Restorative Justice for the Arts (RJFTA) was mobilized to preserve murals and sacred imagery, cultivate decolonial pedagogies of creativity, and protect the cultural identities narrated through community art. This grassroots community project aims to educate communities on how to protect their art using federal, state and local laws, the importance of preserving sacred Indigenous murals and community art as to empower marginalized and displaced communities. By utilizing an arts based facet of reconciliation and reparations (restoration) and restorative justice practices, our mission is to help remediate and heal the historical trauma of native peoples’ misrepresentation or total lack of representation (ghosting) in the artistic, political, and social justice arenas.
About the Speakers
Brenda Perez
Brenda Perez is a Mexican (Raramuri) and Chicana woman born and raised in Highland Park, Northeast Los Angeles. Brenda’s research investigates gentrification as a form of internal colonialism in the historic Mexican neighborhood of Highland Park, which continually feeds L.A.’s chronic homelessness crisis. In many urban areas of Los Angeles, murals and community art continue to offer images of Indigenous survivance. In recent years, our neighborhood’s culturally historic and legally registered murals are being systematically erased as part of gentrification efforts. This scholar-artivist research looks at Highland Park as a case study with the recent whitewashing of the Cesar Chavez Foundation funded farmworker mural at Garvanza Elementary during National Hispanic Heritage Month, as well as other threatened murals featuring sacred imagery, profound Indigenous iconography, and artistic heritage. Brenda shows how whitewashing Indigenous iconography in community art and constructing fenced walls or “gentrifences” around gentrifier homes exemplify the defenses and disavowal of the neoliberal psyche. Gentrification is a form of cultural homogenization that measurably increases disparities in community health. Furthermore, her research shows how the psychological shock of gentrification is an ecopsychological injustice that severs ties between people and the land, thus violating one’s well-being. In Indigenous paradigms, psychological sense of community often includes relationships with place, plants, animals, and spirits. For communities facing de-indigenization and displacement, art-making is a means for cultural survival, not just therapy.
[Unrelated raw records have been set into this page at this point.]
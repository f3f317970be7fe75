use core::fmt;

/// Result alias for `arpath`.
pub type Result<T> = std::result::Result<T, Error>;

/// Errors returned during problem setup.
///
/// Everything that can go wrong after setup — hitting the iteration cap,
/// cooperative cancellation, an iterate overflowing — is reported as a
/// [`Status`](crate::solver::Status) alongside the partial path, never as an
/// `Error`.
#[derive(Debug, Clone, PartialEq)]
pub enum Error {
    /// Invalid parameter or malformed input.
    InvalidInput {
        /// Parameter name.
        name: &'static str,
        /// Error message.
        message: String,
    },

    /// Vector/matrix dimension mismatch (usize).
    DimensionMismatch {
        /// Expected dimension.
        expected: usize,
        /// Found dimension.
        found: usize,
    },

    /// Sparse factorization of the system matrix failed.
    LinAlg(String),
}

impl fmt::Display for Error {
    fn fmt(&self, f: &mut fmt::Formatter<'_>) -> fmt::Result {
        match self {
            Error::InvalidInput { name, message } => {
                write!(f, "invalid input '{name}': {message}")
            }
            Error::DimensionMismatch { expected, found } => {
                write!(f, "dimension mismatch: expected {expected}, found {found}")
            }
            Error::LinAlg(msg) => write!(f, "linear algebra failure: {msg}"),
        }
    }
}

impl std::error::Error for Error {}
In response to this erasure, Brenda Perez founded a grassroots community-based project Restorative Justice for the Arts, which was mobilized as an artivist platform to preserve, restore and create murals, protect sacred imagery, cultivate healing through the arts, and to protect cultural monuments and identities narrated through community art. Brenda’s participant artivist research is a sketch of an emergent critical participant action research that combines Indigenous, decolonial, and arts based methodologies greatly associated with the traditions of liberation theology, restorative justice and decolonial pedagogies of creativity. Brenda has gathered community testimonios and documentation (photos/videos) of lost or whitewashed murals to spur dialogue, educate the public, and empower different cultural communities to come together (specifically, native and non-native) in solidarity actions using restorative justice healing practices and deep participatory methodologies accountable to the goals of truth, advocacy and social justice.
Timothy Long
Timothy Long is a pianist, conductor, and composer who is Artistic and Music Director of Opera at the Eastman School of Music. He is a Muscogee Nation citizen from the Thlopthlocco Tribal Town and is one-half Choctaw on his mother’s side.
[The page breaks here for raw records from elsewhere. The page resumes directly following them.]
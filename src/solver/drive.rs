//! The two outer loops shared by the clustering and biclustering kernels.
//!
//! A kernel owns the iterates and knows how to take one ADMM sweep at a
//! given γ, snapshot/restore itself, and append its current state to the
//! path buffers. The drivers own γ: the plain driver runs the geometric
//! schedule with `keep`-stride recording, and the back-tracking driver runs
//! the {BurnIn, Coarse, Bisect, Done} state machine that isolates one
//! fusion per committed step.

use log::{trace, warn};

use crate::cancel::CancelToken;
use crate::solver::{CarpConfig, MultiMergeEvent, Status};

/// One direction-agnostic ADMM kernel, as seen by the outer loops.
pub(crate) trait FusionKernel {
    /// Value-copy of everything a rolled-back step must restore.
    type Snapshot;

    /// One ADMM sweep (U-, V-, Z-updates plus the fusion scan) at `gamma`.
    fn step(&mut self, gamma: f64);

    /// False once any iterate holds a non-finite entry.
    fn finite(&self) -> bool;

    /// Current number of fused edges.
    fn nzeros(&self) -> usize;

    /// Total number of edges (both directions, for the coupled kernel).
    fn total_edges(&self) -> usize;

    /// Fused-count change of the most recent step.
    fn delta(&self) -> isize;

    /// True if the most recent step changed the fusion indicator at all.
    fn zeta_changed(&self) -> bool;

    /// Append the current iterate to the path buffers.
    fn record(&mut self, gamma: f64);

    /// Number of recorded path columns so far.
    fn columns(&self) -> usize;

    fn save(&self) -> Self::Snapshot;
    fn restore(&mut self, snapshot: Self::Snapshot);
}

/// Classic schedule: hold γ₀ through burn-in, then γ ← γ·t per iteration.
///
/// A step is stored iff the fusion indicator changed or the keep stride
/// fired (never twice), and γ is bumped *after* the store, so the recorded
/// γ is the one the step's prox actually used.
pub(crate) fn drive_plain<K: FusionKernel>(
    kernel: &mut K,
    config: &CarpConfig,
    cancel: &CancelToken,
) -> Status {
    let mut gamma = config.gamma_init;
    kernel.record(gamma);

    let mut iter = 0usize;
    while iter < config.max_iter && kernel.nzeros() < kernel.total_edges() {
        kernel.step(gamma);
        if !kernel.finite() {
            warn!("non-finite iterate at iteration {iter}; returning partial path");
            return Status::NumericalOverflow { iter };
        }

        if kernel.zeta_changed() || iter % config.keep == 0 {
            if kernel.zeta_changed() {
                trace!(
                    "fusion change at iteration {iter}: {}/{} edges fused",
                    kernel.nzeros(),
                    kernel.total_edges()
                );
            }
            kernel.record(gamma);
        }

        iter += 1;
        if iter >= config.burn_in {
            gamma *= config.t;
        }
        if iter % config.check_cancel_every == 0 && cancel.is_cancelled() {
            return Status::Cancelled;
        }
    }

    if kernel.nzeros() == kernel.total_edges() {
        Status::Completed
    } else {
        Status::MaxIterReached
    }
}

#[derive(Debug, Clone, Copy, PartialEq, Eq)]
enum VizState {
    BurnIn,
    Coarse,
    Bisect,
}

/// Back-tracking schedule: every committed step is recorded, and once
/// fusions begin each committed step carries at most one new fusion.
///
/// The trial multiplier starts at `viz_t_coarse`. A trial step that fuses
/// nothing is committed outright (the warm start keeps advancing). A trial
/// that fuses ≥ 1 edges is rolled back and the multiplier refined toward 1
/// by repeated square roots — bisection in the exponent — until it reaches
/// `viz_t_switch`, at which point the trial is committed: a clean single
/// fusion, or a tagged multi-merge if even the finest granularity fuses
/// several edges at once. Rolled-back trials count toward `max_iter`.
pub(crate) fn drive_viz<K: FusionKernel>(
    kernel: &mut K,
    config: &CarpConfig,
    cancel: &CancelToken,
) -> Status {
    let mut gamma = config.gamma_init;
    kernel.record(gamma);

    let mut state = VizState::BurnIn;
    let mut multiplier = config.viz_t_coarse;
    let mut inner = 0usize;
    let mut events: Vec<MultiMergeEvent> = Vec::new();

    let mut iter = 0usize;
    while iter < config.max_iter && kernel.nzeros() < kernel.total_edges() {
        match state {
            VizState::BurnIn => {
                kernel.step(gamma);
                iter += 1;
                if !kernel.finite() {
                    return Status::NumericalOverflow { iter: iter - 1 };
                }
                kernel.record(gamma);
                if iter >= config.burn_in {
                    state = VizState::Coarse;
                    if cancel.is_cancelled() {
                        return Status::Cancelled;
                    }
                }
            }
            VizState::Coarse | VizState::Bisect => {
                let snapshot = kernel.save();
                let gamma_try = gamma * multiplier;
                kernel.step(gamma_try);
                iter += 1;
                if !kernel.finite() {
                    return Status::NumericalOverflow { iter: iter - 1 };
                }

                let delta = kernel.delta();
                if delta <= 0 {
                    // No new fusion: the trial becomes the iterate.
                    gamma = gamma_try;
                    kernel.record(gamma);
                } else if state == VizState::Coarse {
                    kernel.restore(snapshot);
                    multiplier = multiplier.sqrt();
                    inner = 0;
                    state = VizState::Bisect;
                    if cancel.is_cancelled() {
                        return Status::Cancelled;
                    }
                } else if multiplier > config.viz_t_switch && inner < config.viz_max_inner_iter {
                    kernel.restore(snapshot);
                    multiplier = multiplier.sqrt();
                    inner += 1;
                } else {
                    // Finest granularity reached (or budget exhausted):
                    // commit whatever fused.
                    gamma = gamma_try;
                    kernel.record(gamma);
                    if delta >= 2 {
                        warn!(
                            "bisection could not split {delta} simultaneous fusions at gamma = {gamma:e}"
                        );
                        events.push(MultiMergeEvent {
                            column: kernel.columns() - 1,
                            fused: delta as usize,
                        });
                    } else {
                        trace!(
                            "isolated fusion at gamma = {gamma:e} ({}/{} edges)",
                            kernel.nzeros(),
                            kernel.total_edges()
                        );
                    }
                    multiplier = config.viz_t_coarse;
                    inner = 0;
                    state = VizState::Coarse;
                    if cancel.is_cancelled() {
                        return Status::Cancelled;
                    }
                }
            }
        }

        if iter % config.check_cancel_every == 0 && cancel.is_cancelled() {
            return Status::Cancelled;
        }
    }

    if kernel.nzeros() < kernel.total_edges() {
        Status::MaxIterReached
    } else if events.is_empty() {
        Status::Completed
    } else {
        Status::MultiMerge { events }
    }
}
Orchestral engagements have included the Chamber Orchestra of Philadelphia, the Mostly Mozart Festival Orchestra, the Brooklyn Philharmonic, the Oklahoma City Philharmonic, the Prince George Symphony, the Regina Symphony, the Eastman Philharmonia, the Prague Summer Nights Orchestra, the Oregon Bach Festival Orchestra, and the Trondheim Sinfonietta.
His operatic conducting engagements have included such companies as Anchorage Opera, Boston Lyric Opera, Wolf Trap Opera, Opera Colorado, Utah Opera, Tulsa Opera, Opera Theatre of Saint Louis, Pacific Opera Victoria, The Juilliard School, Yale Opera, the Maryland Opera Studio, the New York City Opera, the Metropolitan Opera and off-Broadway with The New Group.
At City Opera Vancouver, Tim conducted the 2017 world premiere of Missing, a groundbreaking new work by Marie Clements and Brian Current about the 5,000 missing Indigenous women in Canada. In 2019, he conducted a Canadian tour of Missing with Pacific Opera Victoria, the Regina Symphony Orchestra, and the Prince George Symphony Orchestra. In 2023 he conducted the American Premiere at Anchorage Opera.This extraordinary composition is the first opera to be sung in both the Gitxsan and English languages.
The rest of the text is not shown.